→ Data records:
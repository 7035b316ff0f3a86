//! DataScout agent - natural-language query console.
//!
//! This binary serves the query console on port 3000.
//!
//! # Architecture
//!
//! - Axum web framework with plain full-page forms
//! - Askama templates for server-side rendering
//! - `OpenAI` chat completions for NL-to-SQL translation
//! - SQLite demo database for query execution
//!
//! The generated SQL is executed verbatim against the demo database; this is
//! a demonstration pipeline, not a hardened query surface.

#![cfg_attr(not(test), forbid(unsafe_code))]

use axum::extract::State;
use axum::http::StatusCode;
use axum::{Router, routing::get};
use sentry::integrations::tracing as sentry_tracing;
use tracing_subscriber::{layer::SubscriberExt, util::SubscriberInitExt};

use datascout_agent::config::AgentConfig;
use datascout_agent::routes;
use datascout_agent::state::AppState;

/// Initialize Sentry error tracking and return guard that must be kept alive.
fn init_sentry(config: &AgentConfig) -> Option<sentry::ClientInitGuard> {
    let dsn = config.sentry_dsn.as_ref()?;

    let guard = sentry::init((
        dsn.as_str(),
        sentry::ClientOptions {
            release: sentry::release_name!(),
            attach_stacktrace: true,
            ..Default::default()
        },
    ));

    tracing::info!("Sentry initialized");
    Some(guard)
}

/// Filter tracing events to Sentry event types.
fn sentry_event_filter(metadata: &tracing::Metadata<'_>) -> sentry_tracing::EventFilter {
    match *metadata.level() {
        tracing::Level::ERROR | tracing::Level::WARN => sentry_tracing::EventFilter::Event,
        tracing::Level::INFO | tracing::Level::DEBUG => sentry_tracing::EventFilter::Breadcrumb,
        _ => sentry_tracing::EventFilter::Ignore,
    }
}

#[tokio::main]
async fn main() {
    // Load configuration from environment (needed for Sentry init)
    let config = AgentConfig::from_env().expect("Failed to load configuration");

    // Initialize Sentry (must be done before tracing subscriber)
    let _sentry_guard = init_sentry(&config);

    // Defaults to info level for our crate if RUST_LOG is not set
    let env_filter = tracing_subscriber::EnvFilter::try_from_default_env()
        .unwrap_or_else(|_| "datascout_agent=info,tower_http=debug".into());

    tracing_subscriber::registry()
        .with(env_filter)
        .with(tracing_subscriber::fmt::layer())
        .with(sentry_tracing::layer().event_filter(sentry_event_filter))
        .init();

    let pool = datascout_seeder::create_pool(&config.database_url)
        .await
        .expect("Failed to create database pool");
    tracing::info!("Database pool created");

    // NOTE: The demo database is NOT seeded automatically on startup.
    // Seed it explicitly via: ds-cli seed demo

    let state = AppState::new(config.clone(), pool);

    let app = Router::new()
        .route("/health", get(health))
        .route("/health/ready", get(readiness))
        .merge(routes::routes())
        .layer(tower_http::trace::TraceLayer::new_for_http())
        .with_state(state)
        // Sentry layers (outermost for full request coverage)
        .layer(sentry_tower::NewSentryLayer::new_from_top())
        .layer(sentry_tower::SentryHttpLayer::new().enable_transaction());

    let addr = config.socket_addr();
    tracing::info!("agent listening on {}", addr);

    let listener = tokio::net::TcpListener::bind(addr)
        .await
        .expect("Failed to bind to address");

    axum::serve(listener, app)
        .with_graceful_shutdown(shutdown_signal())
        .await
        .expect("Server error");
}

/// Liveness health check endpoint.
///
/// Returns "ok" if the server is running. Does not check dependencies.
async fn health() -> &'static str {
    "ok"
}

/// Readiness health check endpoint.
///
/// Verifies database connectivity before returning OK.
/// Returns 503 Service Unavailable if the database is not reachable.
async fn readiness(State(state): State<AppState>) -> StatusCode {
    match sqlx::query("SELECT 1").fetch_one(state.pool()).await {
        Ok(_) => StatusCode::OK,
        Err(_) => StatusCode::SERVICE_UNAVAILABLE,
    }
}

/// Wait for shutdown signal (Ctrl+C or SIGTERM).
async fn shutdown_signal() {
    let ctrl_c = async {
        tokio::signal::ctrl_c()
            .await
            .expect("Failed to install Ctrl+C handler");
    };

    #[cfg(unix)]
    let terminate = async {
        tokio::signal::unix::signal(tokio::signal::unix::SignalKind::terminate())
            .expect("Failed to install signal handler")
            .recv()
            .await;
    };

    #[cfg(not(unix))]
    let terminate = std::future::pending::<()>();

    tokio::select! {
        () = ctrl_c => {},
        () = terminate => {},
    }

    tracing::info!("Shutdown signal received, starting graceful shutdown");
}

→ Activity: Using the data above, print exactly the lines from the line that contains "for Sentry init)" through the line that contains "let _sentry_guard = init_sentry(&config);", with both included.

→ Exercise answer:
    // Load configuration from environment (needed for Sentry init)
    let config = AgentConfig::from_env().expect("Failed to load configuration");

    // Initialize Sentry (must be done before tracing subscriber)
    let _sentry_guard = init_sentry(&config);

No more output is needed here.